Member of the Senate
- In office 15 May 1933 – 15 May 1937

Personal details
- Born: 14 March 1887 Concepción, Chile
- Party: Radical Party
- Spouse: Carmen Ibieta Plummer
- Profession: Auctioneer, Businessperson, Politician

= Ignacio Martínez Urrutia =

Chilean politician (1887–?)

Ignacio Martínez Urrutia (born 14 March 1887) was a Chilean auctioneer, businessman and politician affiliated with the Radical Party. He served as senator for the Seventh Provincial Grouping of Ñuble and Concepción during the 1933–1937 legislative period and was active in municipal government, party leadership, industry and civic organizations in southern Chile.

== Biography ==
Martínez Urrutia was born in Concepción on 14 March 1887, the son of Lisandro Martínez Rioseco and Adela Urrutia Rozas. He married Carmen Ibieta Plummer in Concepción in 1904, and the couple had three children.

He completed his education at the Liceo of Concepción. Professionally, he worked as a public and livestock auctioneer and was also active as a commercial broker, commission agent and insurance agent. He held senior business positions, serving as president of the Fábrica Ítalo Americana de Paños de Tomé (FIAP) and president of the Fábrica Nacional de Loza de Penco.

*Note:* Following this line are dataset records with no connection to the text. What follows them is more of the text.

impl Observed {
    pub(crate) fn new(target: Obj, kind: ObserveKind) -> Observed {
        Observed {
            body: Arc::new(ObservedBody { target, kind }),
        }
    }

    /// The wrapper variant.
    pub fn kind(&self) -> ObserveKind {
        self.body.kind
    }

    /// The underlying raw object.
    pub fn raw(&self) -> Obj {
        self.body.target.clone()
    }

    /// Wrapper identity: do `a` and `b` name the same wrapper?
    pub fn ptr_eq(a: &Observed, b: &Observed) -> bool {
        Arc::ptr_eq(&a.body, &b.body)
    }

    /// Whether the underlying object is a record.
    pub fn is_record(&self) -> bool {
        self.body.target.is_record()
    }

    /// Whether the underlying object is a list.
    pub fn is_list(&self) -> bool {
        self.body.target.is_list()
    }

    /// Tracked read.
    ///
    /// Missing keys read as [`Value::Null`]. Stored reference holders are
    /// unwrapped to their inner value (the holder's own accessor does the
    /// tracking in that case). Nested objects come back wrapped according
    /// to the variant; the shallow-readonly variant returns them raw.
    pub fn get(&self, key: impl Into<PropKey>) -> Value {
        let key = key.into();
        let target = &self.body.target;
        let res = target.read_prop(&key);

        if self.body.kind == ObserveKind::ShallowReadonly {
            track(target, TrackOp::Get, key);
            return res;
        }

        if let Value::Ref(holder) = &res {
            return holder.get();
        }

        track(target, TrackOp::Get, key);
        match res {
            Value::Obj(obj) => match self.body.kind {
                ObserveKind::Mutable => registry::reactive(Value::Obj(obj)),
                _ => registry::readonly(Value::Obj(obj)),
            },
            other => other,
        }
    }

    /// Tracked existence check.
    pub fn has(&self, key: impl Into<PropKey>) -> bool {
        let key = key.into();
        let result = self.body.target.has_prop(&key);
        track(&self.body.target, TrackOp::Has, key);
        result
    }

    /// Tracked key enumeration in storage order.
    pub fn keys(&self) -> Vec<PropKey> {
        track(&self.body.target, TrackOp::Iterate, DepKey::Iterate);
        self.body.target.own_keys()
    }

    /// Tracked entry count.
    pub fn len(&self) -> usize {
        track(&self.body.target, TrackOp::Iterate, DepKey::Iterate);
        self.body.target.len()
    }

    /// Tracked emptiness check.
    pub fn is_empty(&self) -> bool {
        self.len() == 0
    }

    /// Write one slot.
    ///
    /// On the mutable variant: triggers `Add` for a new key, `Set` for a
    /// changed value, nothing for an unchanged one. On the readonly
    /// variants: while the write lock is engaged, reports success without
    /// mutating; when unlocked, behaves like the mutable variant.
    pub fn set(&self, key: impl Into<PropKey>, value: impl Into<Value>) -> bool {
        let key = key.into();
        if self.write_locked("set", &key) {
            return true;
        }
        base_set(&self.body.target, &key, value.into())
    }

    /// Remove one slot, triggering `Delete` only if the key existed.
    /// Readonly gating as for [`Observed::set`].
    pub fn delete(&self, key: impl Into<PropKey>) -> bool {
        let key = key.into();
        if self.write_locked("delete", &key) {
            return true;
        }
        base_delete(&self.body.target, &key)
    }

    /// Append to a list (equivalent to `set(len, value)`).
    pub fn push(&self, value: impl Into<Value>) -> bool {
        let index = self.body.target.len();
        self.set(index, value)
    }

    /// Remove every entry at once, notifying all subscribers of the target.
    /// Readonly gating as for [`Observed::set`].
    pub fn clear(&self) -> bool {
        if self.body.kind != ObserveKind::Mutable && lock::is_locked() {
            tracing::warn!(
                target_id = self.body.target.id(),
                "clear ignored: target is readonly"
            );
            return true;
        }
        if self.body.target.clear_all() {
            trigger(&self.body.target, TriggerOp::Clear, None);
        }
        true
    }

    fn write_locked(&self, op: &'static str, key: &PropKey) -> bool {
        if self.body.kind != ObserveKind::Mutable && lock::is_locked() {
            tracing::warn!(
                target_id = self.body.target.id(),
                key = %key,
                "{op} ignored: target is readonly"
            );
            true
        } else {
            false
        }
    }
}
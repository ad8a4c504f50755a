//! Synced key set
//!
//! The fixed list of local store keys mirrored to the remote store.
//! Anything else in the local store is device-local and never leaves it.

/// Number of budget months (one key each)
pub const BUDGET_MONTHS: u8 = 12;

/// Every key replicated to the remote store
pub const SYNCED_KEYS: [&str; 16] = [
    "budgetMonth1",
    "budgetMonth2",
    "budgetMonth3",
    "budgetMonth4",
    "budgetMonth5",
    "budgetMonth6",
    "budgetMonth7",
    "budgetMonth8",
    "budgetMonth9",
    "budgetMonth10",
    "budgetMonth11",
    "budgetMonth12",
    STOCK_PORTFOLIO,
    WATCHLIST,
    BANK_ACCOUNTS,
    ASSET_TREND_OVERRIDES,
];

pub const STOCK_PORTFOLIO: &str = "stockPortfolio";
pub const WATCHLIST: &str = "watchlist";
pub const BANK_ACCOUNTS: &str = "bankAccounts";
pub const ASSET_TREND_OVERRIDES: &str = "assetTrendOverrides";

/// Whether `key` belongs to the synced key set
pub fn is_synced(key: &str) -> bool {
    SYNCED_KEYS.contains(&key)
}

/// Local store key for a budget month (1-12)
pub fn budget_month_key(month: u8) -> Option<String> {
    (1..=BUDGET_MONTHS)
        .contains(&month)
        .then(|| format!("budgetMonth{}", month))
}

/// The synced key set as owned strings
pub fn synced_keys() -> Vec<String> {
    SYNCED_KEYS.iter().map(|k| k.to_string()).collect()
}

== Political and public career ==
Martínez Urrutia was a prominent member of the Radical Party. He served as president of the Radical Assembly of Bulnes, acted as delegate to several national party conventions, and was president of both the Radical Assembly and the General Convention of the party held in Santiago in 1931.

At the local level, he served as municipal councillor and mayor of Bulnes. He was elected senator for the provinces of Ñuble and Concepción for the 1933–1937 legislative period. This four-year senatorial mandate formed part of the institutional adjustment following the political crisis of June 1932. During his term, he served on the Standing Committees on Labour and Social Welfare and on Public Works and Communications.

== Other activities ==
Beyond politics, Martínez Urrutia was deeply involved in civic, industrial and social organizations. He was president of the Subcommittee of Insurers, a member of the Society of Commercial Employees, and founder and president of the Chilean Association of Traveling Salesmen. He was a founding and active member of the University of Concepción.

He also served as president of the Concepción Horse Racing Club, director of the Concepción Golf Club and the Club de Concepción, founder and president of the Rotary Club of Concepción, president of the regional Football Federation and honorary president of the Jockey Club. He was a former director and honorary member of the Third Fire Company, a member of charitable organizations including the Society for Poor Students, the Child Protection Society, the Red Cross, the Anti-Tuberculosis League, school feeding programs, and various religious charities. He also acted as government delegate to the Children's Hospital and was a member of the Board of Public Welfare. In addition, he was a founder and director of the Boy Scouts movement in the region.